▶ WHAT NEEDS TO BE DONE: Go through the entries below, count every line with the string "write", and answer with only that number.

START GIVEN RECORDS

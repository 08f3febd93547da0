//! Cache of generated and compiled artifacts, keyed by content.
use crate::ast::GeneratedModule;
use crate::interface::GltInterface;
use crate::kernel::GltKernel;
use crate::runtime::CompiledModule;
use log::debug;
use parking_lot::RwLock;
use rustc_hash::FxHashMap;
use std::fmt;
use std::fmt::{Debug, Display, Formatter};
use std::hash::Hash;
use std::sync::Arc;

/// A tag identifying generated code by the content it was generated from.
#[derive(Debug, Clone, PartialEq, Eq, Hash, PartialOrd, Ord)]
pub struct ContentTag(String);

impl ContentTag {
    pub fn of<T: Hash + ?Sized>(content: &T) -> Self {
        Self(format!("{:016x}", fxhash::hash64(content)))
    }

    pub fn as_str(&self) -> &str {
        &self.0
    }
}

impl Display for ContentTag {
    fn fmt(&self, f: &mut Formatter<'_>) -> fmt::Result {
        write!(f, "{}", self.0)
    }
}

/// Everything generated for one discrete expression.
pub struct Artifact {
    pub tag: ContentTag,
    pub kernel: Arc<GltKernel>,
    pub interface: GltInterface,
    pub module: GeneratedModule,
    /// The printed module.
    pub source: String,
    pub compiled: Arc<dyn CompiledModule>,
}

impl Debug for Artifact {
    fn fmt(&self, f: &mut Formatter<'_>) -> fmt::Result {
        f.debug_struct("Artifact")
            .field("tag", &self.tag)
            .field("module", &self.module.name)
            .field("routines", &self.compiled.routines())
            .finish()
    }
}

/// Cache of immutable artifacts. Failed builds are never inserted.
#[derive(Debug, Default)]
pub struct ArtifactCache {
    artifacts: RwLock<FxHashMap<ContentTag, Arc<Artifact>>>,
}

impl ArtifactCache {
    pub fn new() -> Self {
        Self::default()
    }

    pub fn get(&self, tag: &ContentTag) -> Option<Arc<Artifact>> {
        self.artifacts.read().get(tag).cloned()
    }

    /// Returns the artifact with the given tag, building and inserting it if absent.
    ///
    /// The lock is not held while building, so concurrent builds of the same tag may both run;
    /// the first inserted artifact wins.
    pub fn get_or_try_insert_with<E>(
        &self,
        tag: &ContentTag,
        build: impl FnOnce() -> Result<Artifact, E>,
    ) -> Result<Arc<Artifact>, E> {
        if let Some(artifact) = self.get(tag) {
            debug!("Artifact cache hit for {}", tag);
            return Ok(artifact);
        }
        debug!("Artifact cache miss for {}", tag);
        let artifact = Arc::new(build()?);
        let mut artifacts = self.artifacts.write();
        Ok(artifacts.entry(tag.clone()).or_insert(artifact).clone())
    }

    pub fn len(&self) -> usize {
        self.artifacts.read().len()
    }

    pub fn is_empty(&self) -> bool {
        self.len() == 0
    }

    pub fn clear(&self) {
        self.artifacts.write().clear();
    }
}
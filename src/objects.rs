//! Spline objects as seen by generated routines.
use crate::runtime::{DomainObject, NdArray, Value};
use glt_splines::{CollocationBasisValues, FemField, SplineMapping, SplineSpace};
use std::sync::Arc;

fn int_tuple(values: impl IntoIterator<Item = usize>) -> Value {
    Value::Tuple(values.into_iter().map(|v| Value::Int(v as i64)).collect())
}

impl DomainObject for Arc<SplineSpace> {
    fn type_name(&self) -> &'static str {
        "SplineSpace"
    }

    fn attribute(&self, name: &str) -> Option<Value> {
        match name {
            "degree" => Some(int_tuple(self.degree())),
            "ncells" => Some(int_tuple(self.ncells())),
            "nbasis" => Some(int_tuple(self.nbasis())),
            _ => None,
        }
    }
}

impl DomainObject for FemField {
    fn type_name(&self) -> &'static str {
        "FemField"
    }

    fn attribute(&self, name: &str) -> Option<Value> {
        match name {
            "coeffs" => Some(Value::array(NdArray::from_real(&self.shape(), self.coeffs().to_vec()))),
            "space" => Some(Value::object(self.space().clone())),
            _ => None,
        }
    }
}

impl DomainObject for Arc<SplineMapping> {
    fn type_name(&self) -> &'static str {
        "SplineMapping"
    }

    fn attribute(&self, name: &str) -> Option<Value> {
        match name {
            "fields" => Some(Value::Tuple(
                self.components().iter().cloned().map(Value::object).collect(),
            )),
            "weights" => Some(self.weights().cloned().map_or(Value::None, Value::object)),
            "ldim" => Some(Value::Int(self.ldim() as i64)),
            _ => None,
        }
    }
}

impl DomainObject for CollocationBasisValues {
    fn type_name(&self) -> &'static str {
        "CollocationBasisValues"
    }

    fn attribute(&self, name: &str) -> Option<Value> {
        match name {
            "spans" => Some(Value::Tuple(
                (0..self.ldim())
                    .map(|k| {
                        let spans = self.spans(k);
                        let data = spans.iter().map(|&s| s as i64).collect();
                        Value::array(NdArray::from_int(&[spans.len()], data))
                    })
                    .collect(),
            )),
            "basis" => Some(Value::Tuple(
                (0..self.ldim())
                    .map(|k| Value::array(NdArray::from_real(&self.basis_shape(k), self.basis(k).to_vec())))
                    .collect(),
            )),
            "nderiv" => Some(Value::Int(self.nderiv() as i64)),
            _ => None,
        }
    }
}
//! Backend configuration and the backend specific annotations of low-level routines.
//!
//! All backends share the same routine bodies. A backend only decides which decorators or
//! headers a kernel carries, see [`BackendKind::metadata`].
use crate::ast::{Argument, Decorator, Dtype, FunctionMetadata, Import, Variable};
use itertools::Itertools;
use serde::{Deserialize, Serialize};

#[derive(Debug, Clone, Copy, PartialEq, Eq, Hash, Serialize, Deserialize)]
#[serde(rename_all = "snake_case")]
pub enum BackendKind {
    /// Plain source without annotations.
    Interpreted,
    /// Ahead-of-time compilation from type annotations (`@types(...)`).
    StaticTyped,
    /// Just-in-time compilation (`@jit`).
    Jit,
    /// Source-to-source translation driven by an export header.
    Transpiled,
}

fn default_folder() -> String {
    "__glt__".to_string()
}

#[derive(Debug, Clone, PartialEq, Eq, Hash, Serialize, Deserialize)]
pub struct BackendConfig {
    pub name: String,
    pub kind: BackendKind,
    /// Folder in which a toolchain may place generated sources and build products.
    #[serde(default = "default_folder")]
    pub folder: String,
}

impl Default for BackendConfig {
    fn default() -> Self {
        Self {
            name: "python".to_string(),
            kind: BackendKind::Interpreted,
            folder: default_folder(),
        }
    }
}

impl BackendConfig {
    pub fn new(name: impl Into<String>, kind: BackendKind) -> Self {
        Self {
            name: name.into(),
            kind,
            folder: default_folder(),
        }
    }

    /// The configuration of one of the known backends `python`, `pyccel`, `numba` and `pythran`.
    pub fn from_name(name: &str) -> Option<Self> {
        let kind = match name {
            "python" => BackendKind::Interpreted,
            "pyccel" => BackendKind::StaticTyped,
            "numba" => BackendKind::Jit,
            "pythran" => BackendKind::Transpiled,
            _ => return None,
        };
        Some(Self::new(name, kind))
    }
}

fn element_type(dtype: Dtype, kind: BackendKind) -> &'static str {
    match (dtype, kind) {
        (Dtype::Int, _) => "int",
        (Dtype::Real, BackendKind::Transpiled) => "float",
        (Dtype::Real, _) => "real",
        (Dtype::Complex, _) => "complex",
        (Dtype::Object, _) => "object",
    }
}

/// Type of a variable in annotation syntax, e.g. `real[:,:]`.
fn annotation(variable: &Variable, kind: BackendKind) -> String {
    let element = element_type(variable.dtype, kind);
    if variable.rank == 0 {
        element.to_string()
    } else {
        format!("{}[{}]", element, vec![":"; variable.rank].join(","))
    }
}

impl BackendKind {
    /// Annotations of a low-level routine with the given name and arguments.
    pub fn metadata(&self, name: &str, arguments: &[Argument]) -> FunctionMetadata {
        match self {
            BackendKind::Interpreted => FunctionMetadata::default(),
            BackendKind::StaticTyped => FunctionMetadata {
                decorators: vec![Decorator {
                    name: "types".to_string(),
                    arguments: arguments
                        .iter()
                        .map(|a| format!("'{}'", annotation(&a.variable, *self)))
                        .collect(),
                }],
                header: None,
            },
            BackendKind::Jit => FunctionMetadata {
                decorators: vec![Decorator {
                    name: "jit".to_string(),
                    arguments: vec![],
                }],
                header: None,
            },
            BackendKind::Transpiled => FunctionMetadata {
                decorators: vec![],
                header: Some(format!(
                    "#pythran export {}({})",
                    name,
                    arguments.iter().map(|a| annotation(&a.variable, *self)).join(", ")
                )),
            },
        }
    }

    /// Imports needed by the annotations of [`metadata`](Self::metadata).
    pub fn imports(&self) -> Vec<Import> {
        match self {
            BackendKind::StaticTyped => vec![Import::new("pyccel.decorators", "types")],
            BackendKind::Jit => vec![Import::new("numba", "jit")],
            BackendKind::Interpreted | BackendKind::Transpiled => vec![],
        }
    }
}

END GIVEN RECORDS

▶ EXERCISE SOLUTION: 3